On retrouve plus d’injonctions claires et affirmées dans la première Epître de Saint Paul aux Corinthiens, qui est tout de même le fondateur de l’Eglise, que dans le Coran et le Hadith. Ce sont les traditions anciennes ou les interprétations enflammées, souvent très récentes, qui font grands cas de ce qui ne relevait, en large partie, que de la pudeur, de la civilité ou la différence sociale. L’auteur qui a fouillé et décortiqué intelligemment nombre de documents, qui vont d’ouvrages sur le fiqh musulman, de la théologie chrétienne aux essais des féministes musulmanes du monde arabe, consacre d’excellents chapitres à la vision coloniale portée sur le voile au Moyen-Orient et au Maghreb. Il examine aussi les tentatives de «dévoilement» dans cette partie du monde à l’aube des indépendances, leurs leaders et les combats menés pour la libération de la femme. Celui de Kacem Amine et autres lors de la Nahda (Renaissance arabe) en Egypte ; le volontarisme de Bourguiba en Tunisie et celui de MohammedV au Maroc.

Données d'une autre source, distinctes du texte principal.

//! BugZot API composition root.

#![forbid(unsafe_code)]

mod api_config;
mod api_router;
mod api_services;
mod dto;
mod error;
mod handlers;
mod middleware;
mod state;

use bugzot_core::AppError;
use tracing::info;

use crate::api_config::{ApiConfig, StorageBackend};

#[tokio::main]
async fn main() -> Result<(), AppError> {
    dotenvy::dotenv().ok();
    let config = ApiConfig::load()?;
    api_config::init_tracing();

    let pool = match (config.storage_backend, config.database_url.as_deref()) {
        (StorageBackend::Postgres, Some(database_url)) => {
            Some(api_services::connect_and_migrate(database_url).await?)
        }
        (StorageBackend::Memory, Some(database_url)) if config.migrate_only => {
            Some(api_services::connect_and_migrate(database_url).await?)
        }
        _ => None,
    };

    if config.migrate_only {
        info!("database migrations applied successfully");
        return Ok(());
    }

    let app_state = api_services::build_app_state(pool, &config)?;

    if let Some(admin) = &config.bootstrap_admin
        && let Some(user) = app_state
            .user_service
            .bootstrap_admin(&admin.email, &admin.password)
            .await?
    {
        info!(user_id = %user.id, "bootstrap administrator created");
    }

    let app = api_router::build_router(app_state, &config.frontend_url)?;
    let address = config.socket_address()?;
    let listener = tokio::net::TcpListener::bind(address)
        .await
        .map_err(|error| AppError::Internal(format!("failed to bind API listener: {error}")))?;

    info!(
        %address,
        storage_backend = ?config.storage_backend,
        redis = config.redis_url.is_some(),
        "bugzot api listening"
    );

    axum::serve(listener, app)
        .await
        .map_err(|error| AppError::Internal(format!("API server failed: {error}")))
}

Mais le livre de Bruno Nassim Aboudrar, au-delà de son imparable argumentaire historique, solide et documenté parce que basé sur de longues recherches et des textes de qualité, demeure aussi l’œuvre d’un spécialiste de l’art et de l’esthétique (il est déjà auteur d’un essai intitulé La recherche du beau et, nous l’avons rappelé, enseigne l’Esthétique à l’université). C’est tout cela qui donne à cet ouvrage un ton particulier qui mêle la beauté de l’art et l’art de l’argument et atténue la rigueur de l’érudition pour laisser le plaisir de lire, seul, exprimer la justesse du propos. C’est rare et salutaire lorsqu’on s’attelle à un sujet rude, «fâcheux», et source de tous les malentendus et de tous les débats. Jamais, en effet, un objet censé cacher à la vue et donc rendre invisible n’a eu autant de visibilité. Chez ses détracteurs comme chez ceux qui le défendent, le voile, à la faveur des médias et ses nouvelles technologies, est livré paradoxalement au regard comme un instrument de la «visibilité des invisibles» C’est justement ce paradoxe  que Bruno Nassim Aboudrar a relevé dans un entretien lors de la sortie de son livre : «Le paradoxe, c’est qu’il est devenu entre-temps un outil de visibilité : rien ne fait plus image dans nos sociétés occidentales aujourd’hui que ces femmes voilées».